I'm providing two real-world data sets:

• 95census is a folder containing some data from the Northeast region of the US from the 1995 census. There are three files in the folder corresponding to the age, number of kids and income of the surveyed participants. You can download any of these by right clicking and selecting "Save link as..." (or something similar depending on the browser).
• 3movie_reviews.xlsx is an Excel file containing movie reviews from three different movies. To use this data, you'll need to open it in Excel and then grab the data you're interested in and copy and paste it into Spyder and save as a ".txt" file. (If you're curious, this is just a snippet of data from http://grouplens.org/datasets/movielens/.)
For each of these data sets, provide an analysis of the data using your program (one analysis for each data set, for a total of two analysis). For example, your two experiments might be:
• analyze income in 1995
• compare the data analysis numbers for two different movies
Be creative! But don't spend too much time on this part.

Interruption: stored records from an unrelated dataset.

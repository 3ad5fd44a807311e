//! Elasticsearch-compatible HTTP search backend

use async_trait::async_trait;
use reqwest::Client;
use tracing::{debug, warn};

use rankcheck_core::config::BackendConfig;
use rankcheck_core::error::{Error, Result};

use crate::{SearchBackend, SearchRequest, SearchResponse};

/// Search backend speaking the `POST /{index}/_search` HTTP API
///
/// Performs no retries: failures propagate unmodified to the caller, which
/// records them per case and moves on.
pub struct HttpSearchBackend {
    client: Client,
    base_url: String,
    credentials: Option<(String, String)>,
}

impl HttpSearchBackend {
    /// Build a backend from connection settings
    pub fn new(config: &BackendConfig) -> Result<Self> {
        let client = Client::builder()
            .timeout(std::time::Duration::from_secs(config.timeout_secs))
            .build()
            .map_err(|e| Error::backend(format!("failed to create HTTP client: {e}")))?;

        Ok(Self {
            client,
            base_url: config.url.trim_end_matches('/').to_string(),
            credentials: config.credentials()?,
        })
    }

    fn authorized(&self, request: reqwest::RequestBuilder) -> reqwest::RequestBuilder {
        match &self.credentials {
            Some((username, password)) => request.basic_auth(username, Some(password)),
            None => request,
        }
    }
}

#[async_trait]
impl SearchBackend for HttpSearchBackend {
    async fn search(&self, index: &str, request: &SearchRequest) -> Result<SearchResponse> {
        let url = format!("{}/{index}/_search", self.base_url);
        debug!(index, size = request.size, "executing search");

        let response = self
            .authorized(self.client.post(&url))
            .json(request)
            .send()
            .await
            .map_err(|e| {
                let error_kind = if e.is_timeout() {
                    "timeout"
                } else if e.is_connect() {
                    "connection"
                } else {
                    "request"
                };
                Error::backend(format!("search against '{index}' failed ({error_kind}): {e}"))
            })?;

        if !response.status().is_success() {
            let status = response.status();
            let body = response
                .text()
                .await
                .unwrap_or_else(|_| "unable to read error response".to_string());
            warn!(index, %status, "search returned an error status");
            return Err(Error::backend(format!(
                "search against '{index}' returned {status}: {body}"
            )));
        }

        response
            .json()
            .await
            .map_err(|e| Error::backend(format!("failed to decode search response: {e}")))
    }

    async fn ping(&self) -> Result<()> {
        let response = self
            .authorized(self.client.get(&self.base_url))
            .send()
            .await
            .map_err(|e| Error::backend(format!("backend unreachable: {e}")))?;

        if response.status().is_success() {
            Ok(())
        } else {
            Err(Error::backend(format!(
                "backend ping returned {}",
                response.status()
            )))
        }
    }
}
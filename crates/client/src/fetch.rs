//! Ranked-ID fetching with a stable sort
//!
//! Search backends do not guarantee a deterministic ordering among
//! equal-scored documents, which makes recall and order assertions flaky by
//! construction. Every fetch therefore sorts by relevance score descending
//! with a caller-specified tie-break field ascending, so repeated identical
//! queries yield byte-identical orderings.

use serde_json::Value;

use rankcheck_core::error::Result;

use crate::{SearchBackend, SearchRequest, SortClause};

/// Fetch the top `size` document identifiers for a rendered query
///
/// Only IDs are requested (`_source: false`); `size` is an explicit bound
/// and must be at least as large as the window the evaluator will examine.
pub async fn fetch_ranked_ids(
    backend: &dyn SearchBackend,
    index: &str,
    query: Value,
    size: usize,
    tiebreak_field: &str,
) -> Result<Vec<String>> {
    let request = SearchRequest {
        query,
        size,
        sort: vec![SortClause::desc("_score"), SortClause::asc(tiebreak_field)],
        source: false,
    };

    let response = backend.search(index, &request).await?;
    Ok(response.hits.hits.into_iter().map(|hit| hit.id).collect())
}
//! Content domains
//!
//! Test fixtures are grouped by the kind of document they query: catalogue
//! works or images. Each domain maps to its own index and query template in
//! the configuration.

use std::fmt;
use std::str::FromStr;

/// A content domain with its own fixture suite, index, and query template
#[derive(Debug, Clone, Copy, PartialEq, Eq, PartialOrd, Ord)]
pub enum ContentDomain {
    Works,
    Images,
}

impl ContentDomain {
    /// All domains, in reporting order
    pub fn all() -> [ContentDomain; 2] {
        [ContentDomain::Works, ContentDomain::Images]
    }

    /// The configuration key and display name for this domain
    pub fn as_str(&self) -> &'static str {
        match self {
            ContentDomain::Works => "works",
            ContentDomain::Images => "images",
        }
    }
}

impl fmt::Display for ContentDomain {
    fn fmt(&self, f: &mut fmt::Formatter<'_>) -> fmt::Result {
        f.write_str(self.as_str())
    }
}

impl FromStr for ContentDomain {
    type Err = String;

    fn from_str(s: &str) -> Result<Self, Self::Err> {
        match s.to_lowercase().as_str() {
            "works" => Ok(ContentDomain::Works),
            "images" => Ok(ContentDomain::Images),
            other => Err(format!(
                "unknown content domain '{other}', expected 'works' or 'images'"
            )),
        }
    }
}
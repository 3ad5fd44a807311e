//! rankcheck - relevance testing for a search service
//!
//! This binary provides the command-line interface for running relevance
//! test suites against a configured search backend.

#![deny(warnings)]
#![cfg_attr(not(test), deny(clippy::unwrap_used))]
#![cfg_attr(not(test), deny(clippy::expect_used))]

use std::path::{Path, PathBuf};
use std::process::ExitCode;
use std::sync::Arc;

use anyhow::{Context, Result};
use clap::{Parser, Subcommand};
use tracing::info;

use rankcheck_client::{HttpSearchBackend, SearchBackend};
use rankcheck_core::config::Config;
use rankcheck_runner::{fixtures, ContentDomain, RunOptions, Runner};

#[derive(Parser)]
#[command(name = "rankcheck")]
#[command(about = "Relevance testing for a search service")]
#[command(version)]
struct Cli {
    #[command(subcommand)]
    command: Commands,

    /// Configuration file path
    #[arg(short, long, value_name = "FILE", global = true, default_value = "rankcheck.toml")]
    config: PathBuf,

    /// Verbose logging
    #[arg(short, long, global = true)]
    verbose: bool,
}

#[derive(Subcommand)]
enum Commands {
    /// Run relevance tests
    Test {
        /// Run only cases whose ID contains this substring (case-insensitive)
        #[arg(long = "id", short = 'g', alias = "group", value_name = "SUBSTR")]
        id_filter: Option<String>,

        /// Run only this content domain's suite
        #[arg(long, short = 't', value_name = "DOMAIN")]
        content_type: Option<ContentDomain>,
    },
    /// List all tests that can be run
    List {
        /// List only this content domain's suite
        #[arg(long, short = 't', value_name = "DOMAIN")]
        content_type: Option<ContentDomain>,
    },
}

#[tokio::main]
async fn main() -> Result<ExitCode> {
    let cli = Cli::parse();

    init_logging(cli.verbose);

    match cli.command {
        Commands::Test {
            id_filter,
            content_type,
        } => run_tests(&cli.config, id_filter, content_type).await,
        Commands::List { content_type } => list_tests(content_type),
    }
}

/// Initialize logging system
fn init_logging(verbose: bool) {
    tracing_subscriber::fmt()
        .with_env_filter(log_filter(verbose))
        .init();
}

/// Filter directives covering the binary and every workspace library
fn log_filter(verbose: bool) -> String {
    let level = if verbose { "debug" } else { "info" };
    ["rankcheck", "rankcheck_core", "rankcheck_client", "rankcheck_runner"]
        .map(|target| format!("{target}={level}"))
        .join(",")
}

/// Run the selected relevance suites and print the report
async fn run_tests(
    config_path: &Path,
    id_filter: Option<String>,
    content_type: Option<ContentDomain>,
) -> Result<ExitCode> {
    let config = Config::from_file(config_path)
        .with_context(|| format!("failed to load {}", config_path.display()))?;

    let backend = HttpSearchBackend::new(&config.backend)
        .context("failed to create search backend")?;
    backend
        .ping()
        .await
        .with_context(|| format!("search backend at {} is not reachable", config.backend.url))?;
    info!("connected to search backend at {}", config.backend.url);

    let runner = Runner::new(Arc::new(backend), config);
    let options = RunOptions {
        domains: content_type.into_iter().collect(),
        id_filter,
    };

    let report = runner.run(&options).await?;
    if report.is_empty() {
        println!("No test cases matched the given filters.");
        return Ok(ExitCode::FAILURE);
    }

    print!("{}", report.render());

    if report.is_success() {
        Ok(ExitCode::SUCCESS)
    } else {
        Ok(ExitCode::FAILURE)
    }
}

/// List case IDs per domain without touching the network
fn list_tests(content_type: Option<ContentDomain>) -> Result<ExitCode> {
    let domains = match content_type {
        Some(domain) => vec![domain],
        None => ContentDomain::all().to_vec(),
    };

    for domain in domains {
        let cases = fixtures::suite(domain)?;
        println!("{domain} ({} cases):", cases.len());
        for case in &cases {
            println!("  {}", case.id());
        }
    }

    Ok(ExitCode::SUCCESS)
}

#[cfg(test)]
mod tests {
    use super::*;

    #[test]
    fn cli_parses_test_filters() {
        let cli = Cli::parse_from([
            "rankcheck",
            "test",
            "--id",
            "piggle",
            "--content-type",
            "works",
        ]);
        match cli.command {
            Commands::Test {
                id_filter,
                content_type,
            } => {
                assert_eq!(id_filter.as_deref(), Some("piggle"));
                assert_eq!(content_type, Some(ContentDomain::Works));
            }
            Commands::List { .. } => panic!("expected the test subcommand"),
        }
    }

    #[test]
    fn group_alias_matches_id_flag() {
        let cli = Cli::parse_from(["rankcheck", "test", "--group", "recall"]);
        match cli.command {
            Commands::Test { id_filter, .. } => {
                assert_eq!(id_filter.as_deref(), Some("recall"));
            }
            Commands::List { .. } => panic!("expected the test subcommand"),
        }
    }

    #[test]
    fn log_filter_covers_the_library_crates() {
        let filter = log_filter(true);
        for directive in [
            "rankcheck=debug",
            "rankcheck_core=debug",
            "rankcheck_client=debug",
            "rankcheck_runner=debug",
        ] {
            assert!(filter.contains(directive), "missing {directive} in {filter}");
        }
        assert!(log_filter(false).contains("rankcheck_runner=info"));
    }

    #[test]
    fn list_accepts_domain_filter() {
        let cli = Cli::parse_from(["rankcheck", "list", "--content-type", "images"]);
        match cli.command {
            Commands::List { content_type } => {
                assert_eq!(content_type, Some(ContentDomain::Images));
            }
            Commands::Test { .. } => panic!("expected the list subcommand"),
        }
    }
}
//! Search backend abstraction for the rankcheck harness
//!
//! This crate owns everything between the evaluation engine and the search
//! service: the [`SearchBackend`] trait, an Elasticsearch-compatible HTTP
//! implementation, query-template rendering, and the ranked-ID fetcher with
//! its mandatory stable sort.

#![deny(warnings)]
#![cfg_attr(not(test), deny(clippy::unwrap_used))]
#![cfg_attr(not(test), deny(clippy::expect_used))]

use async_trait::async_trait;
use serde::ser::SerializeMap;
use serde::{Deserialize, Serialize, Serializer};
use serde_json::Value;

use rankcheck_core::error::Result;

mod fetch;
mod http;
mod template;

pub use fetch::fetch_ranked_ids;
pub use http::HttpSearchBackend;
pub use template::{parse_template, render_query, QUERY_PLACEHOLDER};

/// Sort direction for a single sort clause
#[derive(Debug, Clone, Copy, PartialEq, Eq, Serialize)]
#[serde(rename_all = "lowercase")]
pub enum SortOrder {
    Asc,
    Desc,
}

/// One entry of a search request's sort specification
///
/// Serializes to the search API's `{ "field": { "order": "asc" } }` shape.
#[derive(Debug, Clone, PartialEq, Eq)]
pub struct SortClause {
    pub field: String,
    pub order: SortOrder,
}

impl SortClause {
    pub fn asc(field: impl Into<String>) -> Self {
        Self {
            field: field.into(),
            order: SortOrder::Asc,
        }
    }

    pub fn desc(field: impl Into<String>) -> Self {
        Self {
            field: field.into(),
            order: SortOrder::Desc,
        }
    }
}

impl Serialize for SortClause {
    fn serialize<S: Serializer>(&self, serializer: S) -> std::result::Result<S::Ok, S::Error> {
        #[derive(Serialize)]
        struct Direction {
            order: SortOrder,
        }
        let mut map = serializer.serialize_map(Some(1))?;
        map.serialize_entry(&self.field, &Direction { order: self.order })?;
        map.end()
    }
}

/// Body of a search request
#[derive(Debug, Clone, Serialize)]
pub struct SearchRequest {
    pub query: Value,
    pub size: usize,
    pub sort: Vec<SortClause>,
    #[serde(rename = "_source")]
    pub source: bool,
}

/// Total hit count envelope
#[derive(Debug, Clone, Deserialize)]
pub struct TotalHits {
    pub value: u64,
}

/// A single search hit; only the identifier is guaranteed
#[derive(Debug, Clone, Deserialize)]
pub struct Hit {
    #[serde(rename = "_id")]
    pub id: String,
    #[serde(rename = "_score")]
    pub score: Option<f64>,
    #[serde(rename = "_source", default)]
    pub source: Option<Value>,
}

/// The ordered hit list with its total
#[derive(Debug, Clone, Deserialize)]
pub struct HitsEnvelope {
    pub total: TotalHits,
    pub hits: Vec<Hit>,
}

/// Search response mirroring the standard full-text search API shape
#[derive(Debug, Clone, Deserialize)]
pub struct SearchResponse {
    pub hits: HitsEnvelope,
}

/// Trait for search backends
///
/// The runner owns a single backend handle per invocation and shares it
/// immutably across all test cases; implementations must be safe to call
/// concurrently. Failures propagate unmodified; retries, if any, belong to
/// the backend itself.
#[async_trait]
pub trait SearchBackend: Send + Sync {
    /// Execute a query against an index, returning the ranked hit list
    async fn search(&self, index: &str, request: &SearchRequest) -> Result<SearchResponse>;

    /// Check that the backend is reachable
    async fn ping(&self) -> Result<()>;
}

Provide the output from your experiments in a comment at the beginning of your program file (after your names, etc.), together with one or two sentences describing your analysis and results. If you look under the "Edit" menu in Spyder, there are entries "Add block comment" and "Remove block comment", which allow you to select some text and comment/uncomment the entire thing.

### Extra Points

You may earn up to 2 extra points on this assignment by adding improvements to your program. If you do, include in your comments at the top of your program what you added. Below are some suggestions, but feel free to add you own:
• (1 point) Add a calculation of the mode of your data, that is the most frequently occurring element in the data. Notice this should have a similar feel to the frequencies function.
• (? points) Do additional experiments/analysis of the real world data sets. You'll be scored based on how creative you are. For example, just running an additional census file through the program won't be worth much.
• (? points) Add some other statistic to analyze your data with.
• (? points) Add your own ideas. Points will be awarded based on difficulty and innovativeness.

### When you're done

Make sure that your program is properly commented:
• You should have comments at the very beginning of the file stating your name(s), course (including section number), assignment number and the date.
• Each function should have an appropriate docstring
• Other miscellaneous comments to make things clear
In addition, make sure that you've used good style.

### What to hand in:

You should have implemented:
• The program described in section "Data Basics"
• Your fixed frequencies function (in the same file)
• Your two analyses of the real-world data (as comments in the same file)

#### Submission procedure

Submit your .py file online using the digital submission link on the course web page. You must have submitted it online before the beginning of class on Wednesday. If you worked with a partner, you should only submit one copy, but make sure both people's names are at the top of the submitted file.